Dataset entries
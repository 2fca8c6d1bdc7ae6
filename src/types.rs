use serde::Serialize;

use crate::classes::ClassConfig;

#[derive(Clone, Copy, Debug, PartialEq, Eq, Hash, Serialize)]
#[serde(rename_all = "snake_case")]
pub enum PlayerClass {
    Shotgun,
    Sniper,
    Rifle,
    Pyro,
}

impl PlayerClass {
    pub const ALL: [PlayerClass; 4] = [
        PlayerClass::Shotgun,
        PlayerClass::Sniper,
        PlayerClass::Rifle,
        PlayerClass::Pyro,
    ];

    pub fn parse(value: &str) -> Option<Self> {
        match value {
            "shotgun" => Some(Self::Shotgun),
            "sniper" => Some(Self::Sniper),
            "rifle" => Some(Self::Rifle),
            "pyro" => Some(Self::Pyro),
            _ => None,
        }
    }

    pub fn as_str(self) -> &'static str {
        match self {
            Self::Shotgun => "shotgun",
            Self::Sniper => "sniper",
            Self::Rifle => "rifle",
            Self::Pyro => "pyro",
        }
    }
}

#[derive(Clone, Copy, Debug, PartialEq, Eq, Serialize)]
#[serde(rename_all = "snake_case")]
pub enum PowerUpType {
    Health,
    Speed,
    Ammo,
}

impl PowerUpType {
    pub const ALL: [PowerUpType; 3] = [PowerUpType::Health, PowerUpType::Speed, PowerUpType::Ammo];
}

#[derive(Clone, Copy, Debug, Default, PartialEq, Serialize)]
pub struct Vec2 {
    pub x: f32,
    pub y: f32,
}

impl Vec2 {
    pub const fn new(x: f32, y: f32) -> Self {
        Self { x, y }
    }
}

#[derive(Clone, Copy, Debug, PartialEq, Serialize)]
pub struct Wall {
    pub x: f32,
    pub y: f32,
    pub width: f32,
    pub height: f32,
}

#[derive(Clone, Debug, Serialize)]
pub struct PlayerView {
    pub id: String,
    pub name: String,
    pub x: f32,
    pub y: f32,
    pub angle: f32,
    pub color: String,
    pub class: PlayerClass,
    pub health: i32,
    #[serde(rename = "maxHealth")]
    pub max_health: i32,
    pub ammo: u32,
    pub reserve: u32,
    #[serde(rename = "isReloading")]
    pub is_reloading: bool,
    pub speed: f32,
    pub score: i32,
    pub kills: u32,
    #[serde(rename = "isBot")]
    pub is_bot: bool,
    #[serde(rename = "botName", skip_serializing_if = "Option::is_none")]
    pub bot_name: Option<String>,
}

#[derive(Clone, Debug, Serialize)]
pub struct BulletView {
    pub id: String,
    pub x: f32,
    pub y: f32,
    #[serde(rename = "velocityX")]
    pub velocity_x: f32,
    #[serde(rename = "velocityY")]
    pub velocity_y: f32,
    #[serde(rename = "ownerId")]
    pub owner_id: String,
    pub color: String,
    pub damage: i32,
    pub class: PlayerClass,
}

#[derive(Clone, Debug, Serialize)]
pub struct PowerUpView {
    pub id: String,
    pub x: f32,
    pub y: f32,
    #[serde(rename = "type")]
    pub kind: PowerUpType,
}

#[derive(Clone, Debug, Serialize)]
#[serde(tag = "type", rename_all = "camelCase")]
pub enum ServerEvent {
    PlayerJoined {
        player: PlayerView,
    },
    PlayerLeft {
        id: String,
    },
    BulletFired {
        bullet: BulletView,
    },
    BulletHit {
        id: String,
        #[serde(rename = "targetId")]
        target_id: String,
    },
    PowerUpSpawned {
        #[serde(rename = "powerUp")]
        power_up: PowerUpView,
    },
    PowerUpCollected {
        id: String,
        #[serde(rename = "playerId")]
        player_id: String,
    },
    PlayerKilled {
        #[serde(rename = "killerId")]
        killer_id: String,
        #[serde(rename = "victimId")]
        victim_id: String,
    },
    YouDied {
        #[serde(rename = "killerId")]
        killer_id: String,
        #[serde(rename = "killerClass")]
        killer_class: PlayerClass,
    },
}

/// Who an outbound event is addressed to.
#[derive(Clone, Debug, PartialEq, Eq)]
pub enum Audience {
    All,
    AllExcept(String),
    Only(String),
}

#[derive(Clone, Debug)]
pub struct OutboundEvent {
    pub audience: Audience,
    pub event: ServerEvent,
}

#[derive(Clone, Debug, Serialize)]
pub struct WorldUpdate {
    pub tick: u64,
    pub players: Vec<PlayerView>,
    pub bullets: Vec<BulletView>,
}

#[derive(Clone, Debug, Serialize)]
pub struct JoinSnapshot {
    #[serde(rename = "playerId")]
    pub player_id: String,
    pub players: Vec<PlayerView>,
    pub bullets: Vec<BulletView>,
    #[serde(rename = "powerUps")]
    pub power_ups: Vec<PowerUpView>,
    pub walls: Vec<Wall>,
    #[serde(rename = "mapWidth")]
    pub map_width: f32,
    #[serde(rename = "mapHeight")]
    pub map_height: f32,
    pub classes: Vec<ClassConfig>,
}

#[derive(Clone, Debug, Serialize)]
pub struct Correction {
    pub x: f32,
    pub y: f32,
    pub health: i32,
    pub ammo: u32,
    pub reserve: u32,
    pub timestamp: i64,
}

#[derive(Clone, Debug, Serialize)]
pub struct ScoreEntry {
    pub id: String,
    pub name: String,
    pub class: PlayerClass,
    pub score: i32,
    pub kills: u32,
    #[serde(rename = "isBot")]
    pub is_bot: bool,
}

#[cfg(test)]
mod tests {
    use super::*;
    use serde_json::json;

    #[test]
    fn class_parse_round_trips_names() {
        for class in PlayerClass::ALL {
            assert_eq!(PlayerClass::parse(class.as_str()), Some(class));
        }
        assert_eq!(PlayerClass::parse("bazooka"), None);
        assert_eq!(PlayerClass::parse("Rifle"), None);
    }

    #[test]
    fn events_serialize_with_camel_case_tags() {
        let event = ServerEvent::PlayerKilled {
            killer_id: "player_1".to_string(),
            victim_id: "bot_2".to_string(),
        };
        let value = serde_json::to_value(&event).expect("event serializes");
        assert_eq!(
            value,
            json!({ "type": "playerKilled", "killerId": "player_1", "victimId": "bot_2" })
        );

        let died = ServerEvent::YouDied {
            killer_id: "bot_2".to_string(),
            killer_class: PlayerClass::Sniper,
        };
        let value = serde_json::to_value(&died).expect("event serializes");
        assert_eq!(value["type"], "youDied");
        assert_eq!(value["killerClass"], "sniper");
    }
}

▶ WHAT NEEDS TO BE DONE: Your answer should be the full set of records, printed exactly.

▶ TASK RESPONSE:
repository 2fca8c6d1bdc7ae6
filename src/types.rs
use serde::Serialize;

use crate::classes::ClassConfig;

#[derive(Clone, Copy, Debug, PartialEq, Eq, Hash, Serialize)]
#[serde(rename_all = "snake_case")]
pub enum PlayerClass {
    Shotgun,
    Sniper,
    Rifle,
    Pyro,
}

impl PlayerClass {
    pub const ALL: [PlayerClass; 4] = [
        PlayerClass::Shotgun,
        PlayerClass::Sniper,
        PlayerClass::Rifle,
        PlayerClass::Pyro,
    ];

    pub fn parse(value: &str) -> Option<Self> {
        match value {
            "shotgun" => Some(Self::Shotgun),
            "sniper" => Some(Self::Sniper),
            "rifle" => Some(Self::Rifle),
            "pyro" => Some(Self::Pyro),
            _ => None,
        }
    }

    pub fn as_str(self) -> &'static str {
        match self {
            Self::Shotgun => "shotgun",
            Self::Sniper => "sniper",
            Self::Rifle => "rifle",
            Self::Pyro => "pyro",
        }
    }
}

#[derive(Clone, Copy, Debug, PartialEq, Eq, Serialize)]
#[serde(rename_all = "snake_case")]
pub enum PowerUpType {
    Health,
    Speed,
    Ammo,
}

impl PowerUpType {
    pub const ALL: [PowerUpType; 3] = [PowerUpType::Health, PowerUpType::Speed, PowerUpType::Ammo];
}

#[derive(Clone, Copy, Debug, Default, PartialEq, Serialize)]
pub struct Vec2 {
    pub x: f32,
    pub y: f32,
}

impl Vec2 {
    pub const fn new(x: f32, y: f32) -> Self {
        Self { x, y }
    }
}

#[derive(Clone, Copy, Debug, PartialEq, Serialize)]
pub struct Wall {
    pub x: f32,
    pub y: f32,
    pub width: f32,
    pub height: f32,
}

#[derive(Clone, Debug, Serialize)]
pub struct PlayerView {
    pub id: String,
    pub name: String,
    pub x: f32,
    pub y: f32,
    pub angle: f32,
    pub color: String,
    pub class: PlayerClass,
    pub health: i32,
    #[serde(rename = "maxHealth")]
    pub max_health: i32,
    pub ammo: u32,
    pub reserve: u32,
    #[serde(rename = "isReloading")]
    pub is_reloading: bool,
    pub speed: f32,
    pub score: i32,
    pub kills: u32,
    #[serde(rename = "isBot")]
    pub is_bot: bool,
    #[serde(rename = "botName", skip_serializing_if = "Option::is_none")]
    pub bot_name: Option<String>,
}

#[derive(Clone, Debug, Serialize)]
pub struct BulletView {
    pub id: String,
    pub x: f32,
    pub y: f32,
    #[serde(rename = "velocityX")]
    pub velocity_x: f32,
    #[serde(rename = "velocityY")]
    pub velocity_y: f32,
    #[serde(rename = "ownerId")]
    pub owner_id: String,
    pub color: String,
    pub damage: i32,
    pub class: PlayerClass,
}

#[derive(Clone, Debug, Serialize)]
pub struct PowerUpView {
    pub id: String,
    pub x: f32,
    pub y: f32,
    #[serde(rename = "type")]
    pub kind: PowerUpType,
}

#[derive(Clone, Debug, Serialize)]
#[serde(tag = "type", rename_all = "camelCase")]
pub enum ServerEvent {
    PlayerJoined {
        player: PlayerView,
    },
    PlayerLeft {
        id: String,
    },
    BulletFired {
        bullet: BulletView,
    },
    BulletHit {
        id: String,
        #[serde(rename = "targetId")]
        target_id: String,
    },
    PowerUpSpawned {
        #[serde(rename = "powerUp")]
        power_up: PowerUpView,
    },
    PowerUpCollected {
        id: String,
        #[serde(rename = "playerId")]
        player_id: String,
    },
    PlayerKilled {
        #[serde(rename = "killerId")]
        killer_id: String,
        #[serde(rename = "victimId")]
        victim_id: String,
    },
    YouDied {
        #[serde(rename = "killerId")]
        killer_id: String,
        #[serde(rename = "killerClass")]
        killer_class: PlayerClass,
    },
}

/// Who an outbound event is addressed to.
#[derive(Clone, Debug, PartialEq, Eq)]
pub enum Audience {
    All,
    AllExcept(String),
    Only(String),
}

#[derive(Clone, Debug)]
pub struct OutboundEvent {
    pub audience: Audience,
    pub event: ServerEvent,
}

#[derive(Clone, Debug, Serialize)]
pub struct WorldUpdate {
    pub tick: u64,
    pub players: Vec<PlayerView>,
    pub bullets: Vec<BulletView>,
}

#[derive(Clone, Debug, Serialize)]
pub struct JoinSnapshot {
    #[serde(rename = "playerId")]
    pub player_id: String,
    pub players: Vec<PlayerView>,
    pub bullets: Vec<BulletView>,
    #[serde(rename = "powerUps")]
    pub power_ups: Vec<PowerUpView>,
    pub walls: Vec<Wall>,
    #[serde(rename = "mapWidth")]
    pub map_width: f32,
    #[serde(rename = "mapHeight")]
    pub map_height: f32,
    pub classes: Vec<ClassConfig>,
}

#[derive(Clone, Debug, Serialize)]
pub struct Correction {
    pub x: f32,
    pub y: f32,
    pub health: i32,
    pub ammo: u32,
    pub reserve: u32,
    pub timestamp: i64,
}

#[derive(Clone, Debug, Serialize)]
pub struct ScoreEntry {
    pub id: String,
    pub name: String,
    pub class: PlayerClass,
    pub score: i32,
    pub kills: u32,
    #[serde(rename = "isBot")]
    pub is_bot: bool,
}

#[cfg(test)]
mod tests {
    use super::*;
    use serde_json::json;

    #[test]
    fn class_parse_round_trips_names() {
        for class in PlayerClass::ALL {
            assert_eq!(PlayerClass::parse(class.as_str()), Some(class));
        }
        assert_eq!(PlayerClass::parse("bazooka"), None);
        assert_eq!(PlayerClass::parse("Rifle"), None);
    }

    #[test]
    fn events_serialize_with_camel_case_tags() {
        let event = ServerEvent::PlayerKilled {
            killer_id: "player_1".to_string(),
            victim_id: "bot_2".to_string(),
        };
        let value = serde_json::to_value(&event).expect("event serializes");
        assert_eq!(
            value,
            json!({ "type": "playerKilled", "killerId": "player_1", "victimId": "bot_2" })
        );

        let died = ServerEvent::YouDied {
            killer_id: "bot_2".to_string(),
            killer_class: PlayerClass::Sniper,
        };
        let value = serde_json::to_value(&died).expect("event serializes");
        assert_eq!(value["type"], "youDied");
        assert_eq!(value["killerClass"], "sniper");
    }
}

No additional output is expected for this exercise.